* How to complete this task
Look for the word "insert" in the entries below, then copy every line that has it.

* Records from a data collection
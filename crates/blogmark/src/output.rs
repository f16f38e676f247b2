//! Colored terminal output utilities.

use std::io;

use console::{Style, Term};

/// Terminal output formatter.
///
/// Status messages go to stderr so that command results on stdout stay
/// pipeable.
pub(crate) struct Output {
    term: Term,
    stdout: Term,
    green: Style,
    red: Style,
    cyan_bold: Style,
    dim: Style,
}

impl Output {
    /// Create a new output formatter.
    #[must_use]
    pub(crate) fn new() -> Self {
        Self {
            term: Term::stderr(),
            stdout: Term::stdout(),
            green: Style::new().green(),
            red: Style::new().red(),
            cyan_bold: Style::new().cyan().bold(),
            dim: Style::new().dim(),
        }
    }

    /// Write a command result to stdout.
    pub(crate) fn result(&self, text: &str) -> io::Result<()> {
        self.stdout.write_line(text)
    }

    /// Write a catalog row (name highlighted, detail dimmed) to stdout.
    pub(crate) fn row(&self, name: &str, detail: &str) -> io::Result<()> {
        self.stdout.write_line(&format!(
            "{}  {}",
            self.cyan_bold.apply_to(name),
            self.dim.apply_to(detail)
        ))
    }

    /// Print a success message (green).
    pub(crate) fn success(&self, msg: &str) {
        let _ = self.term.write_line(&self.green.apply_to(msg).to_string());
    }

    /// Print an error message (red).
    pub(crate) fn error(&self, msg: &str) {
        let _ = self.term.write_line(&self.red.apply_to(msg).to_string());
    }
}
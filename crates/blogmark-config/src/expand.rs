//! Environment variable expansion for configuration strings.

use crate::ConfigError;

/// Expand `${VAR}` and `${VAR:-default}` references in `value`.
///
/// `field` names the configuration key in error messages.
pub(crate) fn expand_env(value: &str, field: &str) -> Result<String, ConfigError> {
    shellexpand::env(value)
        .map(std::borrow::Cow::into_owned)
        .map_err(|e| ConfigError::EnvVar {
            field: field.to_owned(),
            message: format!("${{{}}} not set", e.var_name),
        })
}
//! HTML escaping helpers.

use std::borrow::Cow;

/// Escape the five HTML-significant characters (`& < > " '`).
///
/// # Examples
///
/// ```
/// use blogmark_renderer::escape_html;
///
/// assert_eq!(escape_html("<b>\"x\" & 'y'</b>"), "&lt;b&gt;&quot;x&quot; &amp; &#039;y&#039;&lt;/b&gt;");
/// ```
#[must_use]
pub fn escape_html(text: &str) -> String {
    let mut out = String::with_capacity(text.len());
    for c in text.chars() {
        match c {
            '&' => out.push_str("&amp;"),
            '<' => out.push_str("&lt;"),
            '>' => out.push_str("&gt;"),
            '"' => out.push_str("&quot;"),
            '\'' => out.push_str("&#039;"),
            _ => out.push(c),
        }
    }
    out
}

/// Prepare a user-supplied value for placement inside an attribute.
///
/// Values pass through untouched unless `escape` is set, which keeps the
/// dialect's historical output while letting deployments opt into escaping.
pub(crate) fn attr_value(value: &str, escape: bool) -> Cow<'_, str> {
    if escape {
        Cow::Owned(escape_html(value))
    } else {
        Cow::Borrowed(value)
    }
}
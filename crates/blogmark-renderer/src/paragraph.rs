//! Paragraph wrapping.

use crate::list::contains_placeholder;

/// Phrasing elements. A block that opens with one of these is still text and
/// gets a paragraph; any other leading tag is treated as block HTML.
const INLINE_TAGS: &[&str] = &[
    "a", "abbr", "b", "br", "cite", "code", "del", "em", "i", "ins", "kbd", "mark", "q", "s",
    "small", "span", "strong", "sub", "sup", "u",
];

/// Wrap blank-line separated blocks of text in `<p>`.
pub(crate) fn paragraphs(html: &str) -> String {
    html.split("\n\n")
        .map(|block| {
            let block = block.trim();
            if block.is_empty() || starts_with_block_tag(block) || contains_placeholder(block) {
                block.to_owned()
            } else {
                format!(r#"<p class="mb-4 leading-relaxed text-foreground">{block}</p>"#)
            }
        })
        .collect::<Vec<_>>()
        .join("\n")
}

/// Whether `block` already opens with block-level HTML.
fn starts_with_block_tag(block: &str) -> bool {
    let Some(rest) = block.strip_prefix('<') else {
        return false;
    };
    let name_len = rest
        .find(|c: char| !c.is_ascii_alphanumeric())
        .unwrap_or(rest.len());
    let name = rest[..name_len].to_ascii_lowercase();
    !INLINE_TAGS.contains(&name.as_str())
}
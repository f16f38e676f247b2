//! CLI command implementations.

pub(crate) mod catalog;
pub(crate) mod preview;
pub(crate) mod render;
pub(crate) mod stats;

pub(crate) use catalog::{LanguagesArgs, list_fonts};
pub(crate) use preview::PreviewArgs;
pub(crate) use render::RenderArgs;
pub(crate) use stats::StatsArgs;
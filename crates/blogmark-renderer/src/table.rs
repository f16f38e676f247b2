//! Pipe tables.

use std::sync::LazyLock;

use regex::{Captures, Regex};

/// Header row, separator row of dashes/colons/pipes, then one or more body rows.
static TABLE_RE: LazyLock<Regex> = LazyLock::new(|| {
    Regex::new(r"\|(.+)\|\n\|[\s\-:|]+\|\n((?:\|.+\|\n?)+)").unwrap()
});

/// Render pipe tables with a `thead` and `tbody`.
pub(crate) fn tables(html: &str) -> String {
    TABLE_RE
        .replace_all(html, |caps: &Captures| {
            let headers = split_row(&caps[1]);
            let rows: Vec<Vec<&str>> = caps[2].trim().lines().map(split_row).collect();
            render_table(&headers, &rows)
        })
        .into_owned()
}

/// Split a row into trimmed cells. Empty cells produced by the outer
/// delimiter pipes are dropped; empty cells between pipes are kept.
fn split_row(row: &str) -> Vec<&str> {
    let row = row.trim();
    let row = row.strip_prefix('|').unwrap_or(row);
    let row = row.strip_suffix('|').unwrap_or(row);
    row.split('|').map(str::trim).collect()
}

fn render_table(headers: &[&str], rows: &[Vec<&str>]) -> String {
    let mut out = String::from(
        r#"<div class="overflow-x-auto my-6"><table class="w-full border-collapse border border-border rounded-lg"><thead class="bg-muted"><tr>"#,
    );
    for header in headers {
        out.push_str(r#"<th class="border border-border px-4 py-2 text-left font-semibold">"#);
        out.push_str(header);
        out.push_str("</th>");
    }
    out.push_str("</tr></thead><tbody>");
    for row in rows {
        out.push_str(r#"<tr class="border-b border-border hover:bg-muted/50">"#);
        for cell in row {
            out.push_str(r#"<td class="border border-border px-4 py-2">"#);
            out.push_str(cell);
            out.push_str("</td>");
        }
        out.push_str("</tr>");
    }
    out.push_str("</tbody></table></div>");
    out
}
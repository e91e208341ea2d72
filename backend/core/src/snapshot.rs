use chrono::{DateTime, Utc};
use serde::{Deserialize, Serialize};

/// Observable state of the latest-topics cache slot.
#[derive(Debug, Clone, Copy, PartialEq, Eq, Serialize, Deserialize)]
#[serde(rename_all = "lowercase")]
pub enum CacheStatus {
    Empty,
    Valid,
    Expired,
}

impl CacheStatus {
    pub fn as_str(&self) -> &'static str {
        match self {
            CacheStatus::Empty => "empty",
            CacheStatus::Valid => "valid",
            CacheStatus::Expired => "expired",
        }
    }
}

/// Read-only view of a session's counters and cache, computed at read time.
#[derive(Debug, Clone, Serialize, Deserialize)]
pub struct SessionSnapshot {
    pub session_id: String,
    pub request_count: u64,
    pub last_request_time: Option<DateTime<Utc>>,
    pub cache_status: CacheStatus,
    pub cache_expiry: Option<DateTime<Utc>>,
    pub cached_topic_count: usize,
}
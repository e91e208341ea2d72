//! Telemetry and structured logging components for ForumLink.
//!
//! Handles log redaction, JSON output, file rotation, and session event logging.

pub mod event_logger;
pub mod logger;
pub mod redact;

pub use event_logger::{EventLogEntry, EventLogger, SessionEvent};
pub use logger::{LoggerOptions, init_logger};
pub use redact::redact_sensitive_data;
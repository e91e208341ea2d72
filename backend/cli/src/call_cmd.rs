//! `forumlink call`: run one operation against a fresh session.

use std::path::Path;

use anyhow::{Context, Result, bail};
use forumlink_agent::SessionAgent;
use forumlink_config::ForumSettings;
use forumlink_core::OperationRequest;
use serde_json::{Map, Value};
use tracing::info;
use uuid::Uuid;

use crate::config;
use crate::terminal_output::note_error;

/// Parse `--params`; absent means no parameters.
pub fn parse_params(raw: Option<&str>) -> Result<Map<String, Value>> {
    let Some(raw) = raw else {
        return Ok(Map::new());
    };
    match serde_json::from_str(raw).context("--params is not valid JSON")? {
        Value::Object(map) => Ok(map),
        other => bail!("--params must be a JSON object, got {other}"),
    }
}

/// Returns whether the operation succeeded.
pub async fn run(operation: &str, params: Option<&str>, config_path: Option<&Path>) -> Result<bool> {
    let params = parse_params(params)?;
    let config = config::load(config_path).await?;
    let settings = ForumSettings::from_config(&config)?;

    let session_id = format!("cli-{}", Uuid::new_v4());
    info!(session_id = %session_id, operation, "Running one-shot operation");
    let mut agent = SessionAgent::new(session_id, &settings)?;

    let result = agent
        .call(OperationRequest {
            name: operation.to_string(),
            params,
        })
        .await?;

    println!("{}", serde_json::to_string_pretty(&result)?);
    if let Some(message) = result.message() {
        note_error(message);
    }
    Ok(!result.is_error())
}
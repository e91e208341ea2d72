//! Gateway Health API
//!
//! Exposes gateway health and per-session snapshots.

use axum::{
    Json,
    extract::{Path, State},
    http::StatusCode,
    response::{IntoResponse, Response},
};
use chrono::{DateTime, Utc};
use forumlink_agent::operation_names;
use serde::Serialize;
use serde_json::json;

use crate::mcp::resource_uris;
use crate::server::GatewayState;

pub const SERVICE_NAME: &str = "forumlink-gateway";

/// Which forum credentials are present. Values are never echoed.
#[derive(Debug, Serialize)]
#[serde(rename_all = "camelCase")]
pub struct ConfiguredFlags {
    pub base_url: bool,
    pub api_key: bool,
    pub api_username: bool,
}

#[derive(Debug, Serialize)]
pub struct HealthReport {
    pub status: String,
    pub service: String,
    pub version: String,
    pub configured: ConfiguredFlags,
    pub operations: Vec<&'static str>,
    pub resources: Vec<&'static str>,
    pub sessions: usize,
    pub uptime_seconds: i64,
    pub timestamp: DateTime<Utc>,
}

/// Handler for `GET /health`
pub async fn get_health(State(state): State<GatewayState>) -> Json<HealthReport> {
    let settings = state.sessions.settings();
    let now = Utc::now();

    Json(HealthReport {
        status: "ok".into(),
        service: SERVICE_NAME.into(),
        version: env!("CARGO_PKG_VERSION").into(),
        configured: ConfiguredFlags {
            base_url: !settings.base_url.is_empty(),
            api_key: !settings.api_key.is_empty(),
            api_username: !settings.api_username.is_empty(),
        },
        operations: operation_names(),
        resources: resource_uris(),
        sessions: state.sessions.len().await,
        uptime_seconds: (now - state.started_at).num_seconds(),
        timestamp: now,
    })
}

/// Handler for `GET /api/sessions/:id`
pub async fn get_session(State(state): State<GatewayState>, Path(id): Path<String>) -> Response {
    match state.sessions.snapshot(&id).await {
        Some(snapshot) => Json(snapshot).into_response(),
        None => (
            StatusCode::NOT_FOUND,
            Json(json!({ "error": format!("Session not found: {id}") })),
        )
            .into_response(),
    }
}

#[cfg(test)]
mod tests {
    use super::*;
    use crate::server::build_router;
    use crate::session_registry::SessionRegistry;
    use crate::test_support::{StaticTransport, settings};
    use axum::body::{Body, to_bytes};
    use axum::http::Request;
    use serde_json::Value;
    use tower::ServiceExt;

    async fn get(app: axum::Router, uri: &str) -> (StatusCode, Value) {
        let response = app
            .oneshot(Request::get(uri).body(Body::empty()).unwrap())
            .await
            .unwrap();
        let status = response.status();
        let bytes = to_bytes(response.into_body(), usize::MAX).await.unwrap();
        (status, serde_json::from_slice(&bytes).unwrap())
    }

    #[tokio::test]
    async fn health_reports_configuration_and_sessions() {
        let state = GatewayState::new(SessionRegistry::new(settings(), StaticTransport::empty()));
        state.sessions.open("http").await;
        let app = build_router(state);

        let (status, body) = get(app, "/health").await;
        assert_eq!(status, StatusCode::OK);
        assert_eq!(body["status"], "ok");
        assert_eq!(body["configured"]["apiKey"], true);
        assert_eq!(body["operations"].as_array().unwrap().len(), 4);
        assert_eq!(body["resources"][0], "forum://session/stats");
        assert_eq!(body["sessions"], 1);
        assert!(!body.to_string().contains("test-key"));
    }

    #[tokio::test]
    async fn session_snapshot_route() {
        let state = GatewayState::new(SessionRegistry::new(settings(), StaticTransport::empty()));
        let (id, _) = state.sessions.open("http").await;
        let app = build_router(state);

        let (status, body) = get(app.clone(), &format!("/api/sessions/{id}")).await;
        assert_eq!(status, StatusCode::OK);
        assert_eq!(body["session_id"], id.as_str());
        assert_eq!(body["cache_status"], "empty");
        assert_eq!(body["request_count"], 0);

        let (status, _) = get(app, "/api/sessions/unknown").await;
        assert_eq!(status, StatusCode::NOT_FOUND);
    }
}
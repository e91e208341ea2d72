//! Active session registry.
//!
//! Maps session ids to their agents. The map lock only guards membership;
//! each agent sits behind its own mutex so calls within one session run one
//! at a time while sessions proceed independently.
//!
//! Sessions that are not tied to a live connection are evicted once they sit
//! idle for longer than the idle timeout.

use std::collections::HashMap;
use std::sync::Arc;

use chrono::{DateTime, Duration, Utc};
use forumlink_agent::{Clock, HttpTransport, SessionAgent, system_clock};
use forumlink_config::ForumSettings;
use forumlink_config::defaults::DEFAULT_SESSION_IDLE_SECS;
use forumlink_core::SessionSnapshot;
use forumlink_logging::{EventLogger, SessionEvent};
use tokio::sync::{Mutex, RwLock};
use tokio::task::JoinHandle;
use tracing::{debug, info};
use uuid::Uuid;

pub type SessionId = String;
pub type SharedAgent = Arc<Mutex<SessionAgent>>;

/// Upper bound on how often the background sweep runs.
const SWEEP_INTERVAL: std::time::Duration = std::time::Duration::from_secs(60);

struct SessionEntry {
    agent: SharedAgent,
    last_active: DateTime<Utc>,
    /// Connection-bound sessions are only removed by `close`.
    evictable: bool,
}

#[derive(Clone)]
pub struct SessionRegistry {
    sessions: Arc<RwLock<HashMap<SessionId, SessionEntry>>>,
    settings: Arc<ForumSettings>,
    transport: Arc<dyn HttpTransport>,
    clock: Clock,
    idle_timeout: Duration,
}

impl SessionRegistry {
    /// All sessions share one transport (and its connection pool) but own
    /// their state.
    pub fn new(settings: ForumSettings, transport: Arc<dyn HttpTransport>) -> Self {
        Self {
            sessions: Arc::new(RwLock::new(HashMap::new())),
            settings: Arc::new(settings),
            transport,
            clock: system_clock(),
            idle_timeout: Duration::seconds(DEFAULT_SESSION_IDLE_SECS as i64),
        }
    }

    pub fn with_clock(mut self, clock: Clock) -> Self {
        self.clock = clock;
        self
    }

    pub fn with_idle_timeout(mut self, idle_timeout: std::time::Duration) -> Self {
        self.idle_timeout = Duration::from_std(idle_timeout).unwrap_or(Duration::MAX);
        self
    }

    pub fn settings(&self) -> &ForumSettings {
        &self.settings
    }

    /// Create a fresh session with zeroed counters and an empty cache.
    /// It is evicted after sitting idle for the idle timeout.
    pub async fn open(&self, transport: &str) -> (SessionId, SharedAgent) {
        self.insert(transport, true).await
    }

    /// Like [`open`](Self::open), but the session lives until `close`.
    pub async fn open_for_connection(&self, transport: &str) -> (SessionId, SharedAgent) {
        self.insert(transport, false).await
    }

    async fn insert(&self, transport: &str, evictable: bool) -> (SessionId, SharedAgent) {
        self.evict_idle().await;

        let session_id = Uuid::new_v4().to_string();
        let agent = SessionAgent::with_transport(session_id.clone(), &self.settings, self.transport.clone())
            .with_clock(self.clock.clone());
        let agent = Arc::new(Mutex::new(agent));

        let entry = SessionEntry {
            agent: agent.clone(),
            last_active: (self.clock)(),
            evictable,
        };
        self.sessions.write().await.insert(session_id.clone(), entry);

        info!(session_id = %session_id, transport, "Session opened");
        EventLogger::log_event(
            &session_id,
            SessionEvent::SessionOpened {
                transport: transport.to_string(),
            },
        );
        (session_id, agent)
    }

    /// Look up a session for use and mark it active.
    pub async fn get(&self, session_id: &str) -> Option<SharedAgent> {
        let now = (self.clock)();
        let mut sessions = self.sessions.write().await;
        let entry = sessions.get_mut(session_id)?;
        entry.last_active = now;
        Some(entry.agent.clone())
    }

    /// Mark a session active without using it. Returns false if unknown.
    pub async fn touch(&self, session_id: &str) -> bool {
        self.get(session_id).await.is_some()
    }

    /// Drop a session and its state. Returns false if it was not registered.
    pub async fn close(&self, session_id: &str) -> bool {
        let removed = self.sessions.write().await.remove(session_id);
        let Some(entry) = removed else {
            return false;
        };

        let request_count = entry.agent.lock().await.state().request_count();
        info!(session_id, request_count, "Session closed");
        EventLogger::log_event(session_id, SessionEvent::SessionClosed { request_count });
        true
    }

    /// Remove every evictable session idle for at least the idle timeout.
    pub async fn evict_idle(&self) -> Vec<SessionId> {
        let now = (self.clock)();
        let evicted: Vec<(SessionId, SharedAgent)> = {
            let mut sessions = self.sessions.write().await;
            let idle: Vec<SessionId> = sessions
                .iter()
                .filter(|(_, e)| e.evictable && now - e.last_active >= self.idle_timeout)
                .map(|(id, _)| id.clone())
                .collect();
            idle.into_iter()
                .filter_map(|id| sessions.remove(&id).map(|e| (id, e.agent)))
                .collect()
        };

        let mut ids = Vec::with_capacity(evicted.len());
        for (session_id, agent) in evicted {
            let request_count = agent.lock().await.state().request_count();
            info!(session_id = %session_id, request_count, "Idle session evicted");
            EventLogger::log_event(&session_id, SessionEvent::SessionClosed { request_count });
            ids.push(session_id);
        }
        ids
    }

    /// Run [`evict_idle`](Self::evict_idle) periodically until the handle is aborted.
    pub fn spawn_idle_sweeper(&self) -> JoinHandle<()> {
        let registry = self.clone();
        let period = self
            .idle_timeout
            .to_std()
            .unwrap_or(SWEEP_INTERVAL)
            .clamp(std::time::Duration::from_secs(1), SWEEP_INTERVAL);
        tokio::spawn(async move {
            let mut interval = tokio::time::interval(period);
            loop {
                interval.tick().await;
                let evicted = registry.evict_idle().await;
                if !evicted.is_empty() {
                    debug!(count = evicted.len(), "Idle sweep removed sessions");
                }
            }
        })
    }

    /// Read-only view; does not count as activity.
    pub async fn snapshot(&self, session_id: &str) -> Option<SessionSnapshot> {
        let agent = self.sessions.read().await.get(session_id)?.agent.clone();
        let agent = agent.lock().await;
        Some(agent.snapshot())
    }

    pub async fn len(&self) -> usize {
        self.sessions.read().await.len()
    }

    pub async fn is_empty(&self) -> bool {
        self.sessions.read().await.is_empty()
    }
}

#[cfg(test)]
mod tests {
    use super::*;
    use crate::test_support::{ManualClock, StaticTransport, settings};

    fn idle_registry(clock: &ManualClock) -> SessionRegistry {
        SessionRegistry::new(settings(), StaticTransport::empty())
            .with_clock(clock.clock())
            .with_idle_timeout(std::time::Duration::from_secs(600))
    }

    #[tokio::test]
    async fn open_close_lifecycle() {
        let registry = SessionRegistry::new(settings(), StaticTransport::empty());
        assert!(registry.is_empty().await);

        let (a, _) = registry.open("test").await;
        let (b, _) = registry.open("test").await;
        assert_ne!(a, b);
        assert_eq!(registry.len().await, 2);

        assert!(registry.close(&a).await);
        assert!(!registry.close(&a).await);
        assert!(registry.get(&a).await.is_none());
        assert!(registry.get(&b).await.is_some());
    }

    #[tokio::test]
    async fn new_session_snapshot_is_zeroed() {
        let registry = SessionRegistry::new(settings(), StaticTransport::empty());
        let (id, _) = registry.open("test").await;

        let snap = registry.snapshot(&id).await.unwrap();
        assert_eq!(snap.session_id, id);
        assert_eq!(snap.request_count, 0);
        assert_eq!(snap.cache_status, forumlink_core::CacheStatus::Empty);
        assert!(registry.snapshot("missing").await.is_none());
    }

    #[tokio::test]
    async fn idle_session_is_evicted_and_active_one_kept() {
        let clock = ManualClock::new();
        let registry = idle_registry(&clock);
        let (active, _) = registry.open("http").await;
        let (idle, _) = registry.open("http").await;

        clock.advance(Duration::minutes(6));
        assert!(registry.get(&active).await.is_some());
        clock.advance(Duration::minutes(6));

        assert_eq!(registry.evict_idle().await, vec![idle.clone()]);
        assert!(registry.get(&idle).await.is_none());
        assert!(registry.get(&active).await.is_some());
        assert!(!registry.close(&idle).await);
    }

    #[tokio::test]
    async fn snapshot_does_not_count_as_activity() {
        let clock = ManualClock::new();
        let registry = idle_registry(&clock);
        let (id, _) = registry.open("http").await;

        clock.advance(Duration::minutes(9));
        assert!(registry.snapshot(&id).await.is_some());
        clock.advance(Duration::minutes(1));

        assert_eq!(registry.evict_idle().await, vec![id]);
    }

    #[tokio::test]
    async fn open_sweeps_idle_sessions_but_not_connections() {
        let clock = ManualClock::new();
        let registry = idle_registry(&clock);
        let (stale, _) = registry.open("http").await;
        let (socket, _) = registry.open_for_connection("websocket").await;

        clock.advance(Duration::hours(2));
        let (fresh, _) = registry.open("http").await;

        assert!(registry.get(&stale).await.is_none());
        assert!(registry.get(&socket).await.is_some());
        assert!(registry.get(&fresh).await.is_some());
        assert_eq!(registry.len().await, 2);
    }

    #[tokio::test]
    async fn touch_reports_unknown_sessions() {
        let clock = ManualClock::new();
        let registry = idle_registry(&clock);
        let (id, _) = registry.open("http").await;
        assert!(registry.touch(&id).await);
        assert!(!registry.touch("missing").await);
    }
}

* Result of this task
        self.insert(transport, true).await
        self.insert(transport, false).await
    async fn insert(&self, transport: &str, evictable: bool) -> (SessionId, SharedAgent) {
        self.sessions.write().await.insert(session_id.clone(), entry);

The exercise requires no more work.